Su consiglio di un amico che assume un ruolo da infiammato e pomposo grillo parlante pugliese, lo scrittore comincia a guardarsi intorno, spiare i concittadini, pedinarli, ossessivamente cercarli. Un calderone di informazioni ed eventi che gli permettono finalmente di creare una storia, che prende vita giorno per giorno con vivacità e tormento. Durante questa frenesia, intorno a lui tutto scompare, tutto è giustificato, pur di seguire un flusso fecondo. Lo sguardo del protagonista che si snoda tra i suoi personaggi, inquadra dall’alto il proprio paese, di concentra sui piccoli dettagli di vita quotidiana. Ma mentre prosegue questa panoramica emozionale/visiva, comincia a farsi strada nella sua mente l’ idea che anche un uomo giusto possa sprofondare nella malvagità più triviale …

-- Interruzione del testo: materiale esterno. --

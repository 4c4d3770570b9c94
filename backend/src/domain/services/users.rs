//! Admin user management. Every operation here sits behind the admin role
//! at the transport layer.

use std::sync::Arc;

use chrono::Utc;
use listing::ListQuery;
use uuid::Uuid;

use crate::domain::auth::hash_password;
use crate::domain::ports::UserRepository;
use crate::domain::{AdminUpdateUser, Error, RegisterUser, User};

fn no_user(id: Uuid) -> Error {
    Error::not_found(format!("No user with the id of {id}"))
}

/// Administrative CRUD over accounts.
#[derive(Clone)]
pub struct UserService {
    users: Arc<dyn UserRepository>,
}

impl UserService {
    /// Wire the service.
    #[must_use]
    pub fn new(users: Arc<dyn UserRepository>) -> Self {
        Self { users }
    }

    /// One page of accounts plus the filtered total.
    ///
    /// # Errors
    ///
    /// Store failures map per [`crate::domain::ports::StoreError`].
    pub async fn list(&self, query: &ListQuery) -> Result<(Vec<User>, u64), Error> {
        Ok(self.users.list(query).await?)
    }

    /// A single account by id.
    ///
    /// # Errors
    ///
    /// [`Error::not_found`] when the id does not exist.
    pub async fn get(&self, id: Uuid) -> Result<User, Error> {
        self.users.find_by_id(id).await?.ok_or_else(|| no_user(id))
    }

    /// Create an account with any role, including admin.
    ///
    /// # Errors
    ///
    /// Validation failures and duplicate e-mails surface as
    /// [`Error::invalid_request`].
    pub async fn create(&self, input: RegisterUser) -> Result<User, Error> {
        input.validate_for_admin()?;
        let user = User {
            id: Uuid::new_v4(),
            first_name: input.first_name.trim().to_owned(),
            last_name: input.last_name.clone(),
            email: input.email.trim().to_lowercase(),
            role: input.role_or_default(),
            password_hash: hash_password(&input.password)?,
            reset_password_token_hash: None,
            reset_password_expires_at: None,
            created_at: Utc::now(),
        };
        self.users.insert(&user).await?;
        Ok(user)
    }

    /// Apply a partial update, including role reassignment.
    ///
    /// # Errors
    ///
    /// [`Error::not_found`] when the id does not exist.
    pub async fn update(&self, id: Uuid, input: AdminUpdateUser) -> Result<User, Error> {
        input.validate()?;
        let mut user = self.get(id).await?;
        if let Some(first_name) = input.first_name {
            user.first_name = first_name.trim().to_owned();
        }
        if let Some(last_name) = input.last_name {
            user.last_name = Some(last_name);
        }
        if let Some(email) = input.email {
            user.email = email.trim().to_lowercase();
        }
        if let Some(role) = input.role {
            user.role = role;
        }
        self.users.update(&user).await?;
        Ok(user)
    }

    /// Delete an account.
    ///
    /// # Errors
    ///
    /// [`Error::not_found`] when the id does not exist.
    pub async fn delete(&self, id: Uuid) -> Result<(), Error> {
        if !self.users.delete(id).await? {
            return Err(no_user(id));
        }
        tracing::info!(user_id = %id, "account deleted by admin");
        Ok(())
    }
}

Sullo sfondo di quello che possiamo chiaramente definire come percorso di evoluzione del protagonista, compare una moglie insoddisfatta che lo umilia con quella verità petulante, irritante, che diviene molesta cantilena quotidiana, nenia esasperante che si infila nel cranio dello scrittore.

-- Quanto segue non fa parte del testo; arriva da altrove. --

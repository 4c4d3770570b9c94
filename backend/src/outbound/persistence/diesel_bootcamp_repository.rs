//! PostgreSQL-backed bootcamp repository.
//!
//! Deleting a bootcamp removes its courses and reviews in the same
//! transaction; aggregate columns live on this table but are written by the
//! course and review repositories.

use async_trait::async_trait;
use diesel::expression::expression_types::NotSelectable;
use diesel::pg::Pg;
use diesel::prelude::*;
use diesel::PgArrayExpressionMethods;
use diesel_async::scoped_futures::ScopedFutureExt;
use diesel_async::{AsyncConnection, RunQueryDsl};
use listing::{Comparison, Filter, ListQuery, SortKey};
use uuid::Uuid;

use super::error::map_diesel_error;
use super::filters::{
    page_bounds, parse_bool, parse_f64, unknown_field, unknown_sort_field, unsupported_operator,
};
use super::models::BootcampRow;
use super::pool::DbPool;
use super::schema::{bootcamps, courses, reviews};
use crate::domain::ports::{BootcampRepository, StoreError};
use crate::domain::Bootcamp;

/// Bootcamp persistence over the shared connection pool.
#[derive(Clone)]
pub struct DieselBootcampRepository {
    pool: DbPool,
}

impl DieselBootcampRepository {
    pub fn new(pool: DbPool) -> Self {
        Self { pool }
    }
}

type BoxedBootcamps = bootcamps::BoxedQuery<'static, Pg>;
type OrderExpr = Box<dyn BoxableExpression<bootcamps::table, Pg, SqlType = NotSelectable>>;

macro_rules! text_filter {
    ($query:expr, $column:expr, $field:expr, $comparison:expr) => {
        match $comparison {
            Comparison::Eq(value) => Ok($query.filter($column.eq(value.clone()))),
            Comparison::In(values) => Ok($query.filter($column.eq_any(values.clone()))),
            _ => Err(unsupported_operator($field)),
        }
    };
}

macro_rules! bool_filter {
    ($query:expr, $column:expr, $field:expr, $comparison:expr) => {
        match $comparison {
            Comparison::Eq(value) => Ok($query.filter($column.eq(parse_bool($field, value)?))),
            _ => Err(unsupported_operator($field)),
        }
    };
}

macro_rules! numeric_filter {
    ($query:expr, $column:expr, $field:expr, $comparison:expr) => {
        match $comparison {
            Comparison::Eq(value) => Ok($query.filter($column.eq(parse_f64($field, value)?))),
            Comparison::Gt(value) => Ok($query.filter($column.gt(parse_f64($field, value)?))),
            Comparison::Gte(value) => Ok($query.filter($column.ge(parse_f64($field, value)?))),
            Comparison::Lt(value) => Ok($query.filter($column.lt(parse_f64($field, value)?))),
            Comparison::Lte(value) => Ok($query.filter($column.le(parse_f64($field, value)?))),
            Comparison::In(values) => {
                let parsed = values
                    .iter()
                    .map(|value| parse_f64($field, value))
                    .collect::<Result<Vec<_>, _>>()?;
                Ok($query.filter($column.eq_any(parsed)))
            }
        }
    };
}

fn apply_filter(query: BoxedBootcamps, filter: &Filter) -> Result<BoxedBootcamps, StoreError> {
    let field = filter.field.as_str();
    match field {
        "name" => text_filter!(query, bootcamps::name, field, &filter.comparison),
        "slug" => text_filter!(query, bootcamps::slug, field, &filter.comparison),
        "housing" => bool_filter!(query, bootcamps::housing, field, &filter.comparison),
        "jobAssistance" => {
            bool_filter!(query, bootcamps::job_assistance, field, &filter.comparison)
        }
        "jobGuarantee" => bool_filter!(query, bootcamps::job_guarantee, field, &filter.comparison),
        "acceptGi" => bool_filter!(query, bootcamps::accept_gi, field, &filter.comparison),
        "averageCost" => {
            numeric_filter!(query, bootcamps::average_cost, field, &filter.comparison)
        }
        "averageRating" => {
            numeric_filter!(query, bootcamps::average_rating, field, &filter.comparison)
        }
        // Array membership: equality means "teaches this career", `in` means
        // "teaches any of these".
        "careers" => match &filter.comparison {
            Comparison::Eq(value) => {
                Ok(query.filter(bootcamps::careers.contains(vec![value.clone()])))
            }
            Comparison::In(values) => {
                Ok(query.filter(bootcamps::careers.overlaps_with(values.clone())))
            }
            _ => Err(unsupported_operator(field)),
        },
        _ => Err(unknown_field(field)),
    }
}

fn order_expr(key: &SortKey) -> Result<OrderExpr, StoreError> {
    let expr: OrderExpr = match (key.field.as_str(), key.descending) {
        ("createdAt", false) => Box::new(bootcamps::created_at.asc()),
        ("createdAt", true) => Box::new(bootcamps::created_at.desc()),
        ("name", false) => Box::new(bootcamps::name.asc()),
        ("name", true) => Box::new(bootcamps::name.desc()),
        ("averageCost", false) => Box::new(bootcamps::average_cost.asc()),
        ("averageCost", true) => Box::new(bootcamps::average_cost.desc()),
        ("averageRating", false) => Box::new(bootcamps::average_rating.asc()),
        ("averageRating", true) => Box::new(bootcamps::average_rating.desc()),
        _ => return Err(unknown_sort_field(&key.field)),
    };
    Ok(expr)
}

fn filtered(query: &ListQuery) -> Result<BoxedBootcamps, StoreError> {
    let mut boxed = bootcamps::table.into_boxed();
    for filter in &query.filters {
        boxed = apply_filter(boxed, filter)?;
    }
    Ok(boxed)
}

fn ordered(query: &ListQuery) -> Result<BoxedBootcamps, StoreError> {
    let mut boxed = filtered(query)?;
    if query.sort.is_empty() {
        return Ok(boxed.order(bootcamps::created_at.desc()));
    }
    let mut keys = query.sort.iter();
    if let Some(first) = keys.next() {
        boxed = boxed.order_by(order_expr(first)?);
    }
    for key in keys {
        boxed = boxed.then_order_by(order_expr(key)?);
    }
    Ok(boxed)
}

#[async_trait]
impl BootcampRepository for DieselBootcampRepository {
    async fn insert(&self, bootcamp: &Bootcamp) -> Result<(), StoreError> {
        let mut conn = self.pool.get().await?;
        diesel::insert_into(bootcamps::table)
            .values(BootcampRow::from_domain(bootcamp))
            .execute(&mut conn)
            .await
            .map_err(map_diesel_error)?;
        Ok(())
    }

    async fn find_by_id(&self, id: Uuid) -> Result<Option<Bootcamp>, StoreError> {
        let mut conn = self.pool.get().await?;
        let row = bootcamps::table
            .find(id)
            .select(BootcampRow::as_select())
            .first(&mut conn)
            .await
            .optional()
            .map_err(map_diesel_error)?;
        row.map(BootcampRow::into_domain).transpose()
    }

    async fn find_by_owner(&self, user_id: Uuid) -> Result<Option<Bootcamp>, StoreError> {
        let mut conn = self.pool.get().await?;
        let row = bootcamps::table
            .filter(bootcamps::user_id.eq(user_id))
            .select(BootcampRow::as_select())
            .first(&mut conn)
            .await
            .optional()
            .map_err(map_diesel_error)?;
        row.map(BootcampRow::into_domain).transpose()
    }

    async fn update(&self, bootcamp: &Bootcamp) -> Result<(), StoreError> {
        let mut conn = self.pool.get().await?;
        diesel::update(bootcamps::table.find(bootcamp.id))
            .set(BootcampRow::from_domain(bootcamp))
            .execute(&mut conn)
            .await
            .map_err(map_diesel_error)?;
        Ok(())
    }

    async fn delete_cascading(&self, id: Uuid) -> Result<bool, StoreError> {
        let mut conn = self.pool.get().await?;
        conn.transaction::<_, diesel::result::Error, _>(|conn| {
            async move {
                diesel::delete(reviews::table.filter(reviews::bootcamp_id.eq(id)))
                    .execute(conn)
                    .await?;
                diesel::delete(courses::table.filter(courses::bootcamp_id.eq(id)))
                    .execute(conn)
                    .await?;
                let rows = diesel::delete(bootcamps::table.find(id)).execute(conn).await?;
                Ok(rows > 0)
            }
            .scope_boxed()
        })
        .await
        .map_err(map_diesel_error)
    }

    async fn list(&self, query: &ListQuery) -> Result<(Vec<Bootcamp>, u64), StoreError> {
        let mut conn = self.pool.get().await?;
        let total: i64 = filtered(query)?
            .count()
            .get_result(&mut conn)
            .await
            .map_err(map_diesel_error)?;
        let (offset, limit) = page_bounds(query);
        let rows: Vec<BootcampRow> = ordered(query)?
            .offset(offset)
            .limit(limit)
            .select(BootcampRow::as_select())
            .load(&mut conn)
            .await
            .map_err(map_diesel_error)?;
        let bootcamps = rows
            .into_iter()
            .map(BootcampRow::into_domain)
            .collect::<Result<Vec<_>, _>>()?;
        Ok((bootcamps, total.unsigned_abs()))
    }

    async fn find_within_box(
        &self,
        min_lat: f64,
        max_lat: f64,
        min_lng: f64,
        max_lng: f64,
    ) -> Result<Vec<Bootcamp>, StoreError> {
        let mut conn = self.pool.get().await?;
        let rows: Vec<BootcampRow> = bootcamps::table
            .filter(bootcamps::latitude.ge(min_lat))
            .filter(bootcamps::latitude.le(max_lat))
            .filter(bootcamps::longitude.ge(min_lng))
            .filter(bootcamps::longitude.le(max_lng))
            .select(BootcampRow::as_select())
            .load(&mut conn)
            .await
            .map_err(map_diesel_error)?;
        rows.into_iter().map(BootcampRow::into_domain).collect()
    }
}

“Un film nato per gioco” dice Stefano Simone ma tramite cui, in realtà, è il regista a giocare con lo spettatore. I movimenti della telecamera, lo script, persino la fotografia; gli eventi sono rappresentati senza una vera e propria continuità spazio-temporale attraverso una serie di stacchi di inquadrature, come a voler sottolineare tutte le contrapposizioni presenti nel film. Il regista infatti ha scelto di alternare dialoghi vivaci a lunghi silenzi, colori intensi pieni di luce a momenti di ombra e bui, come a seguire la mente del protagonista, tra vertiginosa scrittura e silenziosa riflessione.

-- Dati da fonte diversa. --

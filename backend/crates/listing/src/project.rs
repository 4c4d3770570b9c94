//! Field projection applied to serialized records.

use serde_json::Value;

/// Restrict `record` to the fields named in `select`, plus `always_keep`.
///
/// Non-object values are left untouched; projection only makes sense for
/// serialized entity maps. The record's `id` field always survives so
/// clients can follow up with detail requests.
pub fn project_fields(record: &mut Value, select: &[String], always_keep: &[&str]) {
    let Value::Object(map) = record else {
        return;
    };

    map.retain(|key, _| {
        key == "id"
            || select.iter().any(|field| field == key)
            || always_keep.contains(&key.as_str())
    });
}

Il regista gioca anche con i dialoghi, in alcuni momenti volutamente affettati e leziosi, conditi da risate esagerate e parole prosaiche e ridondanti poco verosimili. Buona l’interpretazione degli attori, in particolare emerge Filippo Totaro. Cattive storie di provincia è un noir dai toni paradossali, a tratti comico, ma allo stesso tempo capace di mantenere alta la curiosità dello spettatore, nonostante una certa lentezza globale, fino all’exploit finale, liberatorio e atteso.